The Amazon basin used to be home to gomphotheres, giant ground sloths and 95 other now-extinct beasts known as "megafauna." Whether we're better off today for not getting the chance to know these large animals personally is debatable. But according to a study from the University of Oxford and published in the journal Nature Geoscience, South America continues to suffer the loss of their dung.
According to the researchers, ecosystems rely on animals to spread nutrients, specifically phosphorous. Large animals, with their proportionally large dumps, do the job most efficiently. But about 12,000 years ago, hunted by humans and strained by a changing climate, the megafauna all went extinct. Study author Chris Doughty calculates that the Amazon is still experiencing the effects of the extinction -- the progressively patchier distribution of nutrients -- and may continue to do so for another 17,000 years.

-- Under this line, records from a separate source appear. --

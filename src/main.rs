use anyhow::Result;
use clap::{Parser, ValueEnum};
use tokio::sync::broadcast::error::RecvError;
use tracing::{error, info, warn};

use rust_quant_dashboard::app_config::{self, log::setup_logging};
use rust_quant_dashboard::socket::{ConnectionEvent, StreamTarget};
use rust_quant_dashboard::store::StoreChange;
use rust_quant_dashboard::DashboardSession;

#[derive(Debug, Clone, Copy, ValueEnum)]
enum TargetKind {
    Global,
    Data,
    Backtest,
}

/// 无界面运行仪表盘同步客户端，把实时状态输出到日志
#[derive(Debug, Parser)]
#[command(name = "dashboard", version)]
struct Args {
    #[arg(long, value_enum, default_value = "global")]
    target: TargetKind,

    /// target=backtest 时订阅的回测编号
    #[arg(long)]
    backtest_id: Option<i64>,

    /// 启动时拉取该策略的回测历史
    #[arg(long)]
    strategy_id: Option<i64>,

    #[arg(long)]
    username: Option<String>,

    #[arg(long)]
    password: Option<String>,
}

impl Args {
    fn stream_target(&self) -> Result<StreamTarget> {
        Ok(match self.target {
            TargetKind::Global => StreamTarget::Global,
            TargetKind::Data => StreamTarget::Data,
            TargetKind::Backtest => match self.backtest_id {
                Some(id) => StreamTarget::Backtest(id),
                None => anyhow::bail!("--target backtest 需要同时指定 --backtest-id"),
            },
        })
    }
}

#[tokio::main]
async fn main() -> Result<()> {
    let args = Args::parse();
    let config = app_config::load_config()?;
    let _log_guards = setup_logging(&config)?;

    let target = args.stream_target()?;
    let session = DashboardSession::start(config).await?;

    if let (Some(username), Some(password)) = (&args.username, &args.password) {
        session.api.login(username, password).await?;
    }

    if let Some(strategy_id) = args.strategy_id {
        if let Err(e) = session.history.fetch_history(strategy_id).await {
            warn!("启动时拉取回测历史失败: {}", e);
        }
    }

    // 回测可能仍在运行，报告暂不可用时等待推送结果
    if let StreamTarget::Backtest(backtest_id) = target {
        if let Err(e) = session.history.fetch_report(backtest_id).await {
            warn!("回测报告暂不可用: {}", e);
        }
    }

    let mut events = session.connection.subscribe();
    let mut changes = session.store.subscribe();
    session.connection.connect(target).await;

    loop {
        tokio::select! {
            _ = tokio::signal::ctrl_c() => {
                info!("收到 Ctrl-C，结束会话");
                break;
            }
            event = events.recv() => match event {
                Ok(ConnectionEvent::Opened { target, epoch }) => info!("推送已连接 {} (epoch={})", target, epoch),
                Ok(ConnectionEvent::Closed { reason, .. }) => warn!("推送已断开: {}", reason),
                Ok(ConnectionEvent::Error { message, .. }) => error!("推送异常: {}", message),
                Ok(ConnectionEvent::ReconnectScheduled { delay, .. }) => info!("{:?} 后重连", delay),
                Err(RecvError::Lagged(n)) => warn!("连接事件积压，跳过{}条", n),
                Err(RecvError::Closed) => break,
            },
            change = changes.recv() => match change {
                Ok(change) => log_change(&session, change).await,
                Err(RecvError::Lagged(n)) => warn!("状态变更积压，跳过{}条", n),
                Err(RecvError::Closed) => break,
            },
        }
    }

    session.end().await;
    Ok(())
}

async fn log_change(session: &DashboardSession, change: StoreChange) {
    let state = session.store.read().await;
    match change {
        StoreChange::Log => {
            if let Some(line) = state.logs().latest() {
                info!("{}", line);
            }
        }
        StoreChange::PnlPoint => {
            if let Some(point) = state.pnl_history().latest() {
                info!("PnL: {:.2} @ {}", point.value, point.timestamp);
            }
        }
        StoreChange::Account | StoreChange::Position => {
            let account = state.account();
            let position = state.position();
            info!(
                "账户 equity={:.2} available={:.2} | 持仓 {} volume={} avg={:.2}",
                account.equity,
                account.available,
                position.symbol,
                position.volume,
                position.average_price
            );
        }
        StoreChange::OrderEvent => {
            if let Some(event) = state.order_events().last() {
                info!("成交点位 {} {} @ {}", event.date, event.signal, event.price);
            }
        }
        StoreChange::BacktestResult => {
            if let Some(summary) = state.backtest_result().and_then(|r| r.summary()) {
                info!("回测结果: {}", serde_json::Value::Object(summary.clone()));
            }
        }
        StoreChange::BacktestHistory { strategy_id } => {
            let count = state.backtest_history(strategy_id).map(|h| h.len()).unwrap_or(0);
            info!("策略 {} 回测历史 {} 条", strategy_id, count);
        }
        StoreChange::Cleared => info!("实时状态已清空"),
    }
}
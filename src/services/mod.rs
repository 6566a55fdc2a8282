pub mod api_client;
pub mod auth;
pub mod history_fetcher;

pub use api_client::{ApiClient, BacktestApi};
pub use auth::TokenStore;
pub use history_fetcher::HistoryFetcher;
//! 仪表盘客户端统一错误类型

use thiserror::Error;

pub type DashboardResult<T> = std::result::Result<T, DashboardError>;

#[derive(Error, Debug)]
pub enum DashboardError {
    /// 连接未建立时调用 send，消息被丢弃
    #[error("实时连接未建立，消息已丢弃")]
    NotConnected,

    #[error("传输错误: {0}")]
    Transport(String),

    #[error("请求失败: status={status}, msg={message}")]
    Http { status: u16, message: String },

    /// 401/403，本地 token 已清除
    #[error("登录已失效，请重新登录")]
    Unauthorized,

    #[error("解析错误: {0}")]
    Parse(#[from] serde_json::Error),

    #[error("推送消息格式错误: {0}")]
    InvalidMessage(String),

    #[error("配置错误: {0}")]
    Config(String),

    #[error("IO错误: {0}")]
    Io(#[from] std::io::Error),
}

impl From<reqwest::Error> for DashboardError {
    fn from(e: reqwest::Error) -> Self {
        match e.status() {
            Some(status) => DashboardError::Http {
                status: status.as_u16(),
                message: e.to_string(),
            },
            None => DashboardError::Transport(e.to_string()),
        }
    }
}

impl From<tokio_tungstenite::tungstenite::Error> for DashboardError {
    fn from(e: tokio_tungstenite::tungstenite::Error) -> Self {
        DashboardError::Transport(e.to_string())
    }
}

Using the relationship between animal size and nutrient distribution seen in living animals as a guide, Doughty estimated how much phosphorus South America's larger extinct animals would have transported 15,000 years ago, before they started to decline.
The model suggests that megafauna would have spread nutrients 50 times further in the same time than animals today do. Or to put it another way, killing off the massive animals reduced the movement of nutrients by 98 percent. This is because big animals carry a disproportionately large amount compared with small animals as they travel further in search of food, and keep that food in their guts for longer.
After they died off, the megafauna passed on their distribution role to humans. But unlike the old guard, most of us don't spread our "nutrients" around freely. The world may be a worse place for it.